Study material: Begin

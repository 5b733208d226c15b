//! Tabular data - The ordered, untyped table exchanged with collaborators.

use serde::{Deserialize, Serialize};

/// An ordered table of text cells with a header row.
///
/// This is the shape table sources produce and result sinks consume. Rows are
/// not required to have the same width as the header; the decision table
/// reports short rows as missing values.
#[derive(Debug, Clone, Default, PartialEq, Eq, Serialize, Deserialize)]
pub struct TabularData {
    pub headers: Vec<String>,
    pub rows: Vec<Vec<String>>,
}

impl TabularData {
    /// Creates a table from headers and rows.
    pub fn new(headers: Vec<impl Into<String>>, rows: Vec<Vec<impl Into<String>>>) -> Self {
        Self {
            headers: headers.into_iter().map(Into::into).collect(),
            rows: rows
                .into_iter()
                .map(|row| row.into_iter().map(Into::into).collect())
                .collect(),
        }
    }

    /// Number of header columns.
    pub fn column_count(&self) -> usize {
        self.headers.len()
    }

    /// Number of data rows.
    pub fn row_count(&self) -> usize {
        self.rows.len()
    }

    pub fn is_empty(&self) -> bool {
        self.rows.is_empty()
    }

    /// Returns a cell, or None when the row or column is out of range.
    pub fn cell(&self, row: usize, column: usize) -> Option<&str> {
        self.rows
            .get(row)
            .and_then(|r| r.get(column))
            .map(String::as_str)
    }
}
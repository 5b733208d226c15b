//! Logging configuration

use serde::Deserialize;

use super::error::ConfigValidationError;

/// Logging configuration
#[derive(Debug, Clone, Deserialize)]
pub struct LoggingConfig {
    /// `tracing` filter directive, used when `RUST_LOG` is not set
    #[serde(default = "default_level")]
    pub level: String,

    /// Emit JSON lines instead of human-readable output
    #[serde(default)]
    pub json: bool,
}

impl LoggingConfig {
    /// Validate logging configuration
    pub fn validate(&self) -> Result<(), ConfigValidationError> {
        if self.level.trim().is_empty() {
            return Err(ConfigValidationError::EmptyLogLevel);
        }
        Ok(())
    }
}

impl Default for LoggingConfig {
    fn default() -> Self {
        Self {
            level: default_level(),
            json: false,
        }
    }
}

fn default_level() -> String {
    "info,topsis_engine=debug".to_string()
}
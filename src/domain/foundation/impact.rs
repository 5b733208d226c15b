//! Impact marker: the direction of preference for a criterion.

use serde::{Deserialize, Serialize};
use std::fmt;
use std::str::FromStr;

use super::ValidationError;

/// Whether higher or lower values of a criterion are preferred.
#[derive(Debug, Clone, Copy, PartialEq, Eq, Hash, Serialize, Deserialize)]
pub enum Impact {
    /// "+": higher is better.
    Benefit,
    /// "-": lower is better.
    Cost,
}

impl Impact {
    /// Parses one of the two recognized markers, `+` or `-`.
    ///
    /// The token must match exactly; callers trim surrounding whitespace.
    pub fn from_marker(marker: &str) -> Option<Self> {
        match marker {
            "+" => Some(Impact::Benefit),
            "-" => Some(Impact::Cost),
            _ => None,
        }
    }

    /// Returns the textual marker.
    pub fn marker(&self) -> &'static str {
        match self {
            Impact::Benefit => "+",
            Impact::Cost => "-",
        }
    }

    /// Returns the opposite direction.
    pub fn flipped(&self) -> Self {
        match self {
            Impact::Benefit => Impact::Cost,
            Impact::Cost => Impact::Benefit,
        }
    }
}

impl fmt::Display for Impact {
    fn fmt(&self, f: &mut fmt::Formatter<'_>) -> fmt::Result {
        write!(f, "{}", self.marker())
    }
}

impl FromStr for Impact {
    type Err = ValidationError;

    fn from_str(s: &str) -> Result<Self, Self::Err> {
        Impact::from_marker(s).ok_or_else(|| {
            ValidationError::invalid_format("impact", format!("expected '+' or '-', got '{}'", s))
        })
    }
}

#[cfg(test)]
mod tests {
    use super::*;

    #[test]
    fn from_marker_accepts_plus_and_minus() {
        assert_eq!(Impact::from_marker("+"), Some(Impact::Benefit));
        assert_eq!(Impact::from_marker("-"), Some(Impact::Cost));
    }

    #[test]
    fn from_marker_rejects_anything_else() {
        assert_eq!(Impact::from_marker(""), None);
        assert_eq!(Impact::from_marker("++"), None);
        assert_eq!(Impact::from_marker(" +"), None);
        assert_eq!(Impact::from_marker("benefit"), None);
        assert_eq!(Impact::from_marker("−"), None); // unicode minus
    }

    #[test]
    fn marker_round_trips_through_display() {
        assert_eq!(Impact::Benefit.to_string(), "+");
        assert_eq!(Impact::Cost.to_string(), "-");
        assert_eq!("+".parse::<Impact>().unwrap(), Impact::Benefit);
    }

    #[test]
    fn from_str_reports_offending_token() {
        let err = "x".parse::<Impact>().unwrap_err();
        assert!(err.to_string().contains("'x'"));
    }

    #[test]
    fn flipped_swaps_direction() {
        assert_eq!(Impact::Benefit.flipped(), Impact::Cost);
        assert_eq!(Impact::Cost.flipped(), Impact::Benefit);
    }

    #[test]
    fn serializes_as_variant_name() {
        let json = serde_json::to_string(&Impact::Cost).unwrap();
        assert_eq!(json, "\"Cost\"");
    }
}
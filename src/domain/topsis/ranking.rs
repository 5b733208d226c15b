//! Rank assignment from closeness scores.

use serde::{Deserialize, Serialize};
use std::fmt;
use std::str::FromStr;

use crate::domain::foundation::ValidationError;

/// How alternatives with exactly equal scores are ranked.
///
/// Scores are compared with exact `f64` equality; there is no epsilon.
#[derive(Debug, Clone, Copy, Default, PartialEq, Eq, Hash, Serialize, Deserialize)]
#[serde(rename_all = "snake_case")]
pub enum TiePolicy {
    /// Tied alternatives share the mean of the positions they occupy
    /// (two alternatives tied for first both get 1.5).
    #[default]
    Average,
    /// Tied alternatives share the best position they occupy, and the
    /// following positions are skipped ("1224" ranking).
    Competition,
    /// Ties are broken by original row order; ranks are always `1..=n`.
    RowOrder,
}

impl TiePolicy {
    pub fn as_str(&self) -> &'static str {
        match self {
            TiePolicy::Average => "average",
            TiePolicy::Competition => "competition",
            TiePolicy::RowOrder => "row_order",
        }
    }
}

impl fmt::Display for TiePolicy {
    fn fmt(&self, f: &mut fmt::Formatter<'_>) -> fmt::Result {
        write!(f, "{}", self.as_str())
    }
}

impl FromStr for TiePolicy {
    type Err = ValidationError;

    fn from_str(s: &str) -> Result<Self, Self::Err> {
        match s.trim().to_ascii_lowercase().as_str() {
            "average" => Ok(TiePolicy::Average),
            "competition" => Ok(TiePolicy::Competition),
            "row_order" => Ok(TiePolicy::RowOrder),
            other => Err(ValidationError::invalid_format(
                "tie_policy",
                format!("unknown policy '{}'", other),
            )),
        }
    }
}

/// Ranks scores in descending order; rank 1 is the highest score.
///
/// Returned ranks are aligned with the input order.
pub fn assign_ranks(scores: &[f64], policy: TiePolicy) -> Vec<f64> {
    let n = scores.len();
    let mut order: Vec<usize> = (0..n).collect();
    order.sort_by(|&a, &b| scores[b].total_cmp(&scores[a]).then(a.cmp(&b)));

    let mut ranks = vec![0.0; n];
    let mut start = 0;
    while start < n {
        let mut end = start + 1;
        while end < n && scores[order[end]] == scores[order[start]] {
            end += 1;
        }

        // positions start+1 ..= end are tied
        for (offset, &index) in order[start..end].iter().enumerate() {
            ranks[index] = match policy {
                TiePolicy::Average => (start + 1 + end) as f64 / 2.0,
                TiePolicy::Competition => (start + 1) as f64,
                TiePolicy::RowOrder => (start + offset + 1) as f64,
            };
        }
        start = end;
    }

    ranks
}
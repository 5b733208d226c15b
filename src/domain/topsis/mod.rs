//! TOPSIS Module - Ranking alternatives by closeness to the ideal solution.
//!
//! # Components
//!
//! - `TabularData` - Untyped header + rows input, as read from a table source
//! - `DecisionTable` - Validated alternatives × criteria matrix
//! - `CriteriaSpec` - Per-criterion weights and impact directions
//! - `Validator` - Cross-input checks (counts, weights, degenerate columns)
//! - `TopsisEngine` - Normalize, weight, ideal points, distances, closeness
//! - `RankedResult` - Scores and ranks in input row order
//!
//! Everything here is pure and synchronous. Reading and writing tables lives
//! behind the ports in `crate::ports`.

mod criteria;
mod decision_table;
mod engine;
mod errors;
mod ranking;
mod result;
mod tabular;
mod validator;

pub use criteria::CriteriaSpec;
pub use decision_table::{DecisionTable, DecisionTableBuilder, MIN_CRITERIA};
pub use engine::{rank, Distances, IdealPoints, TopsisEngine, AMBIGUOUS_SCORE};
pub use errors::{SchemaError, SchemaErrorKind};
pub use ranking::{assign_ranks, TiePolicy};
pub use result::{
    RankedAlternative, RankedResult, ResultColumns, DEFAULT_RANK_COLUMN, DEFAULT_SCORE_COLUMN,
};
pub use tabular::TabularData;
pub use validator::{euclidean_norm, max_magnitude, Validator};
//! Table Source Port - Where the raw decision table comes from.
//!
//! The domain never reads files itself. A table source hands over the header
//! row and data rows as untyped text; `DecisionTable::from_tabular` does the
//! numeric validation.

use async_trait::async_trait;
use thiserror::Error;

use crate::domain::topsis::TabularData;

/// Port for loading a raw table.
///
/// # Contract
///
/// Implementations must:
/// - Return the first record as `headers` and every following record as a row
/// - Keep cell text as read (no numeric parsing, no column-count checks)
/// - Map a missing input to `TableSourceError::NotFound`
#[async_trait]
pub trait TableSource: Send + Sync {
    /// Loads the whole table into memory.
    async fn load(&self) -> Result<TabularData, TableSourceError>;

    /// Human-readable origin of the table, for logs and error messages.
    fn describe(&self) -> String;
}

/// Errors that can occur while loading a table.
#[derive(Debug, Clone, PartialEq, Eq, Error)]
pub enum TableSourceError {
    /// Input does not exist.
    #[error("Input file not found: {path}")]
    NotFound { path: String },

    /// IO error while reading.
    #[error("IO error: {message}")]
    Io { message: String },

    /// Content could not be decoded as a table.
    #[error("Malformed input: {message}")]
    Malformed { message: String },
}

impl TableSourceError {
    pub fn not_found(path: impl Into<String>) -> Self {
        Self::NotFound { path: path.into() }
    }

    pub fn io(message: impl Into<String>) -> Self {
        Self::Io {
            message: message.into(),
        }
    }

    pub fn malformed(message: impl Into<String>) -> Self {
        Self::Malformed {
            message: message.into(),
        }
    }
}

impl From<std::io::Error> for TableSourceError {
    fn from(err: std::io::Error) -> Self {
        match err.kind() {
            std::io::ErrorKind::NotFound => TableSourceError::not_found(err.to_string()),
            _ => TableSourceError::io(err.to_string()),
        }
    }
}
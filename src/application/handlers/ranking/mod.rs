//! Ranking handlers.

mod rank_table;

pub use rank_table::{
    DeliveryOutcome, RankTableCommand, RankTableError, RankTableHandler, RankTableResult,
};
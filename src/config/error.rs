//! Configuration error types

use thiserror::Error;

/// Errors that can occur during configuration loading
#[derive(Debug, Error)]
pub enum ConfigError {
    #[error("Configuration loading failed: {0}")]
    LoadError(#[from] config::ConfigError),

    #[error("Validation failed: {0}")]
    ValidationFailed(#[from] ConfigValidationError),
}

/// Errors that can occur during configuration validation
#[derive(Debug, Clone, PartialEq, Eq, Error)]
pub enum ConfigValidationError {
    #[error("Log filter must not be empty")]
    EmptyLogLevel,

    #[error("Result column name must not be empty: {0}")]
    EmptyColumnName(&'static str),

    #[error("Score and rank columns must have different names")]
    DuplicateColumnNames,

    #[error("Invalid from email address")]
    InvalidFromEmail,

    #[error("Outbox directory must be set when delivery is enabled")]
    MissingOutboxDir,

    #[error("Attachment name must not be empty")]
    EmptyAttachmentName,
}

Study material: End

§ Prompt
Each line above that contains "LoggingConfig" must be copied out.

§ Answer section
pub struct LoggingConfig {
impl LoggingConfig {
impl Default for LoggingConfig {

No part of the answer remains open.